La question se pose d’autant plus que ce thème est peu vendeur en lui-même, et encore moins du fait de la façon d’aborder le sujet : plutôt que de célébrer les nombreux martyrs nippons – il y aurait peut-être un public chrétien pour un tel film -, le point de vue de Scorsese est celui de la sympathie affichée envers les apostats du christianisme indigènes, et encore plus deux prêtres jésuites portugais. Scorsese a affiché publiquement l’intention de vouloir rendre un hommage général à ces chrétiens nippons persécutés… Il y a une part de tromperie délibérée dans ce propos. Tout au plus, suivant la morale mondialiste onusienne, peut-il constater que leur droit à la liberté religieuse n’a en aucune manière été respecté. Mais le message du film sous-entend lourdement qu’en cas de persécution les gens raisonnables apostasient, pour éviter des ennuis à eux-mêmes comme à autrui. Ne pas apostasier serait non pas la marque d’une conviction profonde, d’une fermeté d’âme, d’un soutien divin effectif pour les martyrs, mais d’une obstination stupide, pathologique, suicidaire…Il y a là de quoi choquer le chrétien convaincu, et ébranler sûrement la vraie cible du film, celui pris de doutes.
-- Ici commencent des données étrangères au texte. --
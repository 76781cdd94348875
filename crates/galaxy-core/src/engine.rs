//! Top-level orchestrator wiring the embedding, spatial index, scheduler,
//! playback director, quality controller, and relationship store behind the
//! engine-API surface the worker boundary exposes.

use std::collections::{HashSet, VecDeque};

use crate::commands::DrawBatchBuilder;
use crate::embedding::EmbeddingStore;
use crate::errors::EngineError;
use crate::ident::ArtistId;
use crate::playback::PlaybackDirector;
use crate::quality::QualityController;
use crate::relationships::RelationshipStore;
use crate::scheduler::{CameraSample, LodScheduler, Mode};
use crate::spatial::SpatialIndex;
use crate::tunables::Tunables;
use crate::vec3::Vec3;

/// A starting quality in the middle of the default `4..11` band; the
/// controller steps it up or down from here as frame timings come in.
const DEFAULT_INITIAL_QUALITY: u8 = 7;

/// The whole engine. `ctx_handle` in the external interface is realized as
/// ownership of a value of this type — see SPEC_FULL.md §6.
pub struct Engine {
    tunables: Tunables,
    embedding: Option<EmbeddingStore>,
    spatial: Option<SpatialIndex>,
    relationships: RelationshipStore,
    scheduler: LodScheduler,
    playback: PlaybackDirector,
    quality: QualityController,
    mode: Mode,
    last_camera_pos: Vec3,
    elapsed_secs: f64,
    pending_batches: VecDeque<Vec<u32>>,
}

impl Default for Engine {
    fn default() -> Self {
        Self::new()
    }
}

impl Engine {
    /// Creates an engine with default tunables and no embedding decoded
    /// yet (mirrors `create_ctx()`; the embedding arrives via a later
    /// `decode_packed_positions` call).
    pub fn new() -> Self {
        Self::with_tunables(Tunables::default())
    }

    /// Creates an engine with caller-supplied tunables, for tests and
    /// downstream tuning without recompiling policy logic.
    pub fn with_tunables(tunables: Tunables) -> Self {
        let quality = QualityController::new(&tunables, DEFAULT_INITIAL_QUALITY);
        let playback = PlaybackDirector::new(tunables.playback_cooldown_seconds);
        Self {
            tunables,
            embedding: None,
            spatial: None,
            relationships: RelationshipStore::new(),
            scheduler: LodScheduler::new(),
            playback,
            quality,
            mode: Mode::Fly,
            last_camera_pos: Vec3::default(),
            elapsed_secs: 0.0,
            pending_batches: VecDeque::new(),
        }
    }

    /// Decodes a packed embedding buffer and (re)builds the spatial index
    /// over it, returning the per-artist colors view.
    pub fn decode_packed_positions(&mut self, bytes: &[u8], is_mobile: bool) -> Result<Vec<f32>, EngineError> {
        let store = EmbeddingStore::decode_packed(bytes, is_mobile)?;
        self.spatial = Some(SpatialIndex::build(&store, self.tunables.grid_cell_size));
        let colors = store.colors_view();
        self.embedding = Some(store);
        Ok(colors)
    }

    /// Bulk `(id, x, y, z, popularity)` transfer buffer for every decoded
    /// artist.
    pub fn all_artist_data(&self) -> Vec<u32> {
        self.embedding.as_ref().map_or_else(Vec::new, EmbeddingStore::all_artist_data)
    }

    /// True while a prior call left batches undrained; new
    /// `handle_new_position` calls are dropped at the boundary while this
    /// holds, per SPEC_FULL.md §5's backpressure rule.
    pub fn is_busy(&self) -> bool {
        !self.pending_batches.is_empty()
    }

    /// Drains one leftover batch from a prior split, or an empty vec once
    /// drained.
    pub fn drain_pending_batch(&mut self) -> Vec<u32> {
        self.pending_batches.pop_front().unwrap_or_default()
    }

    /// A new camera sample. Dropped (empty batch) while `is_busy` or before
    /// an embedding has been decoded.
    pub fn handle_new_position(
        &mut self,
        pos: Vec3,
        projected_next_pos: Vec3,
        is_fly_mode: bool,
    ) -> Vec<u32> {
        if self.is_busy() {
            return Vec::new();
        }
        let (Some(embedding), Some(spatial)) = (self.embedding.as_ref(), self.spatial.as_ref()) else {
            return Vec::new();
        };

        self.last_camera_pos = pos;
        let mut out = DrawBatchBuilder::new();
        let sample = CameraSample { pos, projected_next_pos };
        if is_fly_mode {
            self.mode = Mode::Fly;
            self.scheduler.evaluate_fly(
                embedding,
                spatial,
                &self.tunables,
                sample,
                &mut self.playback,
                self.elapsed_secs,
                &mut out,
            );
        } else {
            self.mode = Mode::Orbit;
            self.scheduler
                .evaluate_orbit(embedding, &self.tunables, pos, &mut self.playback, &mut out);
        }
        self.emit(out)
    }

    /// Name-fetch results arrived for `ids`.
    pub fn handle_received_artist_names(&mut self, ids: &[ArtistId]) -> Vec<u32> {
        let mut out = DrawBatchBuilder::new();
        for &id in ids {
            self.scheduler.note_name_known(id, &mut out);
        }
        self.emit(out)
    }

    /// One relationship chunk arrived. Edge buffers are refreshed in
    /// place; the caller fetches them via the buffer accessors below.
    pub fn handle_artist_relationship_data(&mut self, chunk_ix: u32, chunk_bytes: &[u8]) {
        if let Some(embedding) = self.embedding.as_ref() {
            self.relationships.apply_chunk(embedding, chunk_ix, chunk_bytes);
        }
    }

    /// Replaces the highlighted set wholesale.
    pub fn handle_set_highlighted_artists(
        &mut self,
        ids: &[ArtistId],
        pos: Vec3,
        projected_next_pos: Vec3,
        is_fly_mode: bool,
    ) -> Vec<u32> {
        let (Some(embedding), Some(spatial)) = (self.embedding.as_ref(), self.spatial.as_ref()) else {
            return Vec::new();
        };
        let mode = if is_fly_mode { Mode::Fly } else { Mode::Orbit };
        let mut out = DrawBatchBuilder::new();
        self.scheduler.set_highlighted(
            ids,
            embedding,
            spatial,
            &self.tunables,
            mode,
            CameraSample { pos, projected_next_pos },
            &mut self.playback,
            self.elapsed_secs,
            &mut out,
        );
        self.emit(out)
    }

    /// User explicitly chose an artist to play.
    pub fn handle_artist_manual_play(&mut self, id: ArtistId) -> Vec<u32> {
        let mut out = DrawBatchBuilder::new();
        self.playback.manual_play(id, &mut out);
        self.emit(out)
    }

    /// The external fetch client resolved preview URLs for the pending
    /// artist: `Pending(id) -> Playing(id)`, no draw command (§4.5).
    pub fn handle_preview_urls_resolved(&mut self, id: ArtistId) {
        self.playback.preview_resolved(id, self.elapsed_secs);
    }

    /// The external fetch client found no preview URLs for the pending
    /// artist: `Pending(id) -> Idle`, emits `StopPlayingMusic(id)`.
    pub fn handle_preview_urls_unavailable(&mut self, id: ArtistId) -> Vec<u32> {
        let mut out = DrawBatchBuilder::new();
        self.playback.preview_unavailable(id, &mut out);
        self.emit(out)
    }

    /// Preview playback for `id` finished naturally.
    pub fn on_music_finished_playing(&mut self, id: ArtistId) -> Vec<u32> {
        let mut out = DrawBatchBuilder::new();
        self.playback.playback_ended(id, &mut out);
        self.emit(out)
    }

    /// Switches to orbit mode: removes every currently-shown label, then
    /// re-admits the orbit-mode top-K from the last known camera position.
    pub fn transition_to_orbit_mode(&mut self) -> Vec<u32> {
        let Some(embedding) = self.embedding.as_ref() else {
            return Vec::new();
        };
        self.mode = Mode::Orbit;
        let mut out = DrawBatchBuilder::new();
        self.scheduler.transition_to_orbit(
            embedding,
            &self.tunables,
            self.last_camera_pos,
            &mut self.playback,
            &mut out,
        );
        self.emit(out)
    }

    /// Forces a label for `id` regardless of distance/popularity.
    pub fn force_render_artist_label(&mut self, id: ArtistId) -> Vec<u32> {
        let mut out = DrawBatchBuilder::new();
        self.scheduler.force_render_label(id, &mut out);
        self.emit(out)
    }

    /// Directly overrides quality. Edge buffers must be re-fetched by the
    /// caller afterward; this method only updates the level.
    pub fn set_quality(&mut self, quality: u8) {
        self.quality.set_quality(quality, &self.tunables);
    }

    /// Re-issues playback for the most recently stopped artist.
    pub fn play_last_artist(&mut self) -> Vec<u32> {
        let mut out = DrawBatchBuilder::new();
        self.playback.play_last(&mut out);
        self.emit(out)
    }

    /// Feeds one frame's delta time to the Quality Controller.
    pub fn record_frame_time(&mut self, dt_seconds: f32) {
        self.elapsed_secs += f64::from(dt_seconds);
        self.quality.record_frame_time(dt_seconds, &self.tunables);
    }

    /// Tells the engine whether its window currently has focus.
    pub fn set_focused(&mut self, focused: bool) {
        self.quality.set_focused(focused);
    }

    /// Current quality level.
    pub fn quality(&self) -> u8 {
        self.quality.quality()
    }

    /// Current edge opacity scalar for the renderer.
    pub fn edge_opacity(&self) -> f32 {
        self.quality.edge_opacity(&self.tunables)
    }

    /// Current sphere tessellation hint for the renderer.
    pub fn sphere_tessellation_hint(&self) -> u32 {
        self.quality.sphere_tessellation_hint(&self.tunables)
    }

    /// Bloomed edge positions buffer at the current quality.
    pub fn connections_buffer(&self) -> Vec<f32> {
        let Some(embedding) = self.embedding.as_ref() else {
            return Vec::new();
        };
        self.relationships.positions_buffer(embedding, &self.tunables, self.quality())
    }

    /// Bloomed edge colors buffer at the current quality.
    pub fn connections_color_buffer(&self) -> Vec<f32> {
        let Some(embedding) = self.embedding.as_ref() else {
            return Vec::new();
        };
        self.relationships.colors_buffer(embedding, &self.tunables, self.quality())
    }

    /// Per-artist colors buffer.
    pub fn artist_colors_buffer(&self) -> Vec<f32> {
        self.embedding.as_ref().map_or_else(Vec::new, EmbeddingStore::colors_view)
    }

    /// Ids with geometry currently instanced. Exposed for introspection in
    /// tests; the renderer itself tracks state from draw commands alone.
    pub fn rendered_artist_ids(&self) -> Vec<ArtistId> {
        self.scheduler.rendered_geometry().iter().copied().collect()
    }

    /// Highlighted-set backbone (`intra` or `inter`) for `ids`.
    pub fn connections_for_artists(&self, ids: &[ArtistId], intra: bool) -> Vec<f32> {
        let Some(embedding) = self.embedding.as_ref() else {
            return Vec::new();
        };
        let set: HashSet<ArtistId> = ids.iter().copied().collect();
        self.relationships.connections_for_artists(embedding, &set, intra)
    }

    fn emit(&mut self, out: DrawBatchBuilder) -> Vec<u32> {
        let mut batches = out.finish(&self.tunables);
        let first = batches.pop_front().unwrap_or_default();
        self.pending_batches.extend(batches);
        first
    }
}

#[cfg(test)]
mod tests {
    use super::*;

    fn packed_embedding(points: &[(u32, [f32; 3], u8)]) -> Vec<u8> {
        let mut buf = Vec::new();
        buf.extend_from_slice(&(points.len() as u32).to_le_bytes());
        for (id, pos, pop) in points {
            buf.extend_from_slice(&id.to_le_bytes());
            buf.extend_from_slice(&pos[0].to_le_bytes());
            buf.extend_from_slice(&pos[1].to_le_bytes());
            buf.extend_from_slice(&pos[2].to_le_bytes());
            buf.extend_from_slice(&u32::from(*pop).to_le_bytes());
        }
        buf
    }

    #[test]
    fn scenario_one_through_four_end_to_end() {
        let mut engine = Engine::new();
        engine
            .decode_packed_positions(
                &packed_embedding(&[(1, [0.0, 0.0, 0.0], 50), (2, [100.0, 0.0, 0.0], 40)]),
                true,
            )
            .unwrap();

        let batch = engine.handle_new_position(Vec3::new(0.0, 0.0, 0.0), Vec3::new(0.0, 0.0, 0.0), false);
        assert!(!batch.is_empty());

        let batch2 = engine.handle_received_artist_names(&[ArtistId(1)]);
        assert_eq!(batch2, vec![0, 1]);
    }

    #[test]
    fn calls_before_decode_are_inert_not_panicking() {
        let mut engine = Engine::new();
        let batch = engine.handle_new_position(Vec3::new(0.0, 0.0, 0.0), Vec3::new(0.0, 0.0, 0.0), true);
        assert!(batch.is_empty());
    }

    #[test]
    fn scenario_six_quality_downshift_shrinks_edges_and_raises_opacity() {
        let mut engine = Engine::new();
        let mut points = vec![(0u32, [0.0, 0.0, 0.0], 10u8)];
        for i in 1..1000u32 {
            points.push((i, [i as f32, 0.0, 0.0], 10));
        }
        engine.decode_packed_positions(&packed_embedding(&points), true).unwrap();
        let targets: Vec<u32> = (1..1000).collect();
        let chunk = {
            let mut buf = Vec::new();
            buf.extend_from_slice(&0u32.to_le_bytes());
            buf.extend_from_slice(&1u32.to_le_bytes());
            buf.extend_from_slice(&(targets.len() as u16).to_le_bytes());
            for t in &targets {
                buf.extend_from_slice(&t.to_le_bytes());
            }
            buf
        };
        engine.handle_artist_relationship_data(0, &chunk);

        engine.set_quality(7);
        let at_seven = engine.connections_buffer().len();
        let opacity_seven = engine.edge_opacity();

        engine.set_quality(5);
        let at_five = engine.connections_buffer().len();
        let opacity_five = engine.edge_opacity();

        assert!((at_five as f32) <= 0.7 * at_seven as f32);
        assert!(opacity_five > opacity_seven);
    }

    #[test]
    fn busy_engine_drops_new_position_calls() {
        let mut engine = Engine::with_tunables(Tunables {
            max_commands_per_batch: 1,
            ..Tunables::default()
        });
        let mut points = Vec::new();
        for i in 0..10u32 {
            points.push((i, [i as f32, 0.0, 0.0], 10u8));
        }
        engine.decode_packed_positions(&packed_embedding(&points), true).unwrap();
        let _ = engine.handle_new_position(Vec3::new(0.0, 0.0, 0.0), Vec3::new(0.0, 0.0, 0.0), false);
        assert!(engine.is_busy());
        let dropped = engine.handle_new_position(Vec3::new(1.0, 0.0, 0.0), Vec3::new(1.0, 0.0, 0.0), false);
        assert!(dropped.is_empty());
        while engine.is_busy() {
            engine.drain_pending_batch();
        }
    }
}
Il existerait une forme de religion naturelle universelle, qui aurait pris historiquement la forme du christianisme en Europe, et la forme du bouddhisme en Asie Orientale. Ainsi, les prêtres catholiques apostats découvriraient avec profit la sagesse orientale dans les pagodes bouddhistes nipponnes. Plutôt que d’adorer Jésus, Dieu incarné, l’ancien apostat, le père Cristovao Ferreira (interprété par Liam Neeson), enseigne au nouvel l’apostat, le père Sebastiano Rodrigues (interprété par Andrew Garfield), à adorer le soleil, manifestation de la divinité en ce monde selon les traditions nippones.
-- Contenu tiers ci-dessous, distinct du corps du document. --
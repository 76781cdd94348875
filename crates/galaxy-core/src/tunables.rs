//! Policy constants for the LOD scheduler, playback director, and quality
//! controller, gathered in one place so they can be overridden in tests
//! without touching policy logic.

/// Lower/upper median-FPS bounds for one quality level. Below `lower` the
/// controller steps quality down; above `upper` it steps up.
#[derive(Debug, Clone, Copy)]
pub struct QualityBand {
    /// Step down below this median FPS.
    pub lower_fps: f32,
    /// Step up above this median FPS.
    pub upper_fps: f32,
}

/// All tunable thresholds for one engine instance.
#[derive(Debug, Clone)]
pub struct Tunables {
    /// Base render radius in fly mode, before popularity scaling.
    pub r_render: f32,
    /// Radius within which a candidate is eligible for a label.
    pub r_label: f32,
    /// Radius within which the closest eligible artist can trigger autoplay.
    pub r_autoplay: f32,
    /// An artist must leave the candidate set by more than `r_render *
    /// hysteresis_factor` before it is evicted (and symmetrically for
    /// labels against `r_label`).
    pub hysteresis_factor: f32,
    /// Popularity (0..100) required to earn a label at distance zero.
    pub label_popularity_floor: f32,
    /// Extra popularity required per unit of distance beyond zero, i.e. the
    /// slope of `threshold(dist)`.
    pub label_popularity_slope: f32,
    /// Fixed-size top-K (by popularity) maintained as geometry in orbit mode.
    pub orbit_top_k: usize,
    /// Whether a highlighted-but-distant artist earns a label in orbit mode
    /// the same way it does in fly mode (resolves an asymmetry the
    /// distilled spec left open; see SPEC_FULL.md §9).
    pub orbit_highlight_labels_symmetric: bool,
    /// Minimum seconds a track must play before the scheduler (not the
    /// user) may stop it.
    pub playback_cooldown_seconds: f32,
    /// Number of per-frame timing samples retained by the quality ring.
    pub fps_ring_capacity: usize,
    /// Seconds of accumulated (focused) frame time between quality
    /// reconsiderations.
    pub quality_reconsider_seconds: f32,
    /// Per-quality-level FPS bands, indexed by `quality - quality_min`.
    pub quality_bands: [QualityBand; 8],
    /// Inclusive minimum quality level.
    pub quality_min: u8,
    /// Inclusive maximum quality level.
    pub quality_max: u8,
    /// Edge stride at each quality level (every Nth edge per source is
    /// retained), indexed the same way as `quality_bands`.
    pub edge_stride: [u32; 8],
    /// Hard upper bound on the number of edges the relationship store will
    /// ever materialize into a buffer, applied after the per-source stride
    /// (§4.3's "global caps apply"). Keeps quality 11 / stride 1 bounded
    /// even against the full ~70k-source graph.
    pub max_rendered_edges: usize,
    /// Uniform grid cell edge length used by the spatial index.
    pub grid_cell_size: f32,
    /// Maximum `(op, id)` pairs per emitted draw batch before the encoder
    /// splits into multiple batches.
    pub max_commands_per_batch: usize,
    /// Camera must move at least this far (squared distance) since the
    /// last fly-mode evaluation before the scheduler re-queries the
    /// spatial index.
    pub min_reevaluation_distance_squared: f32,
}

impl Default for Tunables {
    fn default() -> Self {
        Self {
            r_render: 60.0,
            r_label: 45.0,
            r_autoplay: 12.0,
            hysteresis_factor: 1.07,
            label_popularity_floor: 20.0,
            label_popularity_slope: 0.6,
            orbit_top_k: 200,
            orbit_highlight_labels_symmetric: true,
            playback_cooldown_seconds: 0.8,
            fps_ring_capacity: 120,
            quality_reconsider_seconds: 3.0,
            quality_min: 4,
            quality_max: 11,
            quality_bands: [
                QualityBand { lower_fps: 20.0, upper_fps: 200.0 },
                QualityBand { lower_fps: 22.0, upper_fps: 200.0 },
                QualityBand { lower_fps: 24.0, upper_fps: 58.0 },
                QualityBand { lower_fps: 26.0, upper_fps: 56.0 },
                QualityBand { lower_fps: 28.0, upper_fps: 54.0 },
                QualityBand { lower_fps: 30.0, upper_fps: 52.0 },
                QualityBand { lower_fps: 32.0, upper_fps: 50.0 },
                QualityBand { lower_fps: 34.0, upper_fps: 200.0 },
            ],
            edge_stride: [16, 12, 9, 7, 5, 3, 2, 1],
            max_rendered_edges: 20_000,
            grid_cell_size: 2_000.0,
            max_commands_per_batch: 4_096,
            min_reevaluation_distance_squared: 4.0,
        }
    }
}

impl Tunables {
    /// The popularity threshold a candidate at `dist` must meet to earn a
    /// label: an increasing function of distance, so far-away artists must
    /// be more popular to show their name.
    pub fn label_popularity_threshold(&self, dist: f32) -> f32 {
        self.label_popularity_floor + self.label_popularity_slope * dist
    }

    /// Looks up the FPS band for a quality level, clamping to the
    /// configured range.
    pub fn band_for_quality(&self, quality: u8) -> QualityBand {
        let clamped = quality.clamp(self.quality_min, self.quality_max);
        let index = usize::from(clamped - self.quality_min);
        self.quality_bands[index]
    }

    /// Looks up the edge stride for a quality level, clamping to the
    /// configured range.
    pub fn stride_for_quality(&self, quality: u8) -> u32 {
        let clamped = quality.clamp(self.quality_min, self.quality_max);
        let index = usize::from(clamped - self.quality_min);
        self.edge_stride[index]
    }
}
Les martyrs nippons, au sang abondamment versé, avec des dizaines de milliers de morts, ont-ils converti le Japon ? Non, le Japon n’est jamais devenu chrétien ; actuellement son paganisme traditionnel se mélange fort bien avec un matérialisme pratique très développé. Ainsi, il y a sûrement de la part de Scorsese comme une moquerie délibérée de l’adage chrétien des « martyrs semence de chrétienté à venir ». Aucune chrétienté n’a émergé au Japon, du moins de manière numériquement significative. Il reste qu’un adage populaire pie n’est pas une vérité de foi ; et il s’est souvent vérifié ailleurs, à commencer par le cas le plus célèbre, celui de l’Empire Romain, mais également dans moult exemples plus méconnus, comme l’Ouganda.
LES CODES ESTHETIQUES DU PEPLUM CHRETIEN RETOURNES
Scorsese est, sur le plan de la technique cinématographique, un grand réalisateur qui connaît son métier. Le rythme du film est lent ; mais il n’ennuie jamais. Certains plans sont superbes. Les paysages du sud du Japon sont magnifiques, et contrastent terriblement avec le drame vécu par les chrétiens. Silence débute exactement comme un film pieux, dans le genre du péplum chrétien. Dans une reconstitution d’époque, où le souci d’exactitude passe souvent après celui de l’exotisme et du spectaculaire, des chrétiens héroïques sont confrontés à des persécutions. Le chef d’œuvre du genre est Quo Vadis de 1951, la meilleure adaptation du célèbre roman de Sienkiewicz (1896, Prix Nobel de littérature en 1905). Ces films se déroulent le plus souvent au premier siècle, autour des premiers chrétiens, qui subissent les premières persécutions, en particulier sous Néron. Le public chrétien est ému de retrouver le Christ, et les apôtres comme saint Pierre, ou saint Paul. Cette Eglise primitive permet aussi de rassembler tous les chrétiens, alors que les films chrétiens postérieurs doivent souvent prendre parti entre catholiques et orthodoxes, ou catholiques et protestants.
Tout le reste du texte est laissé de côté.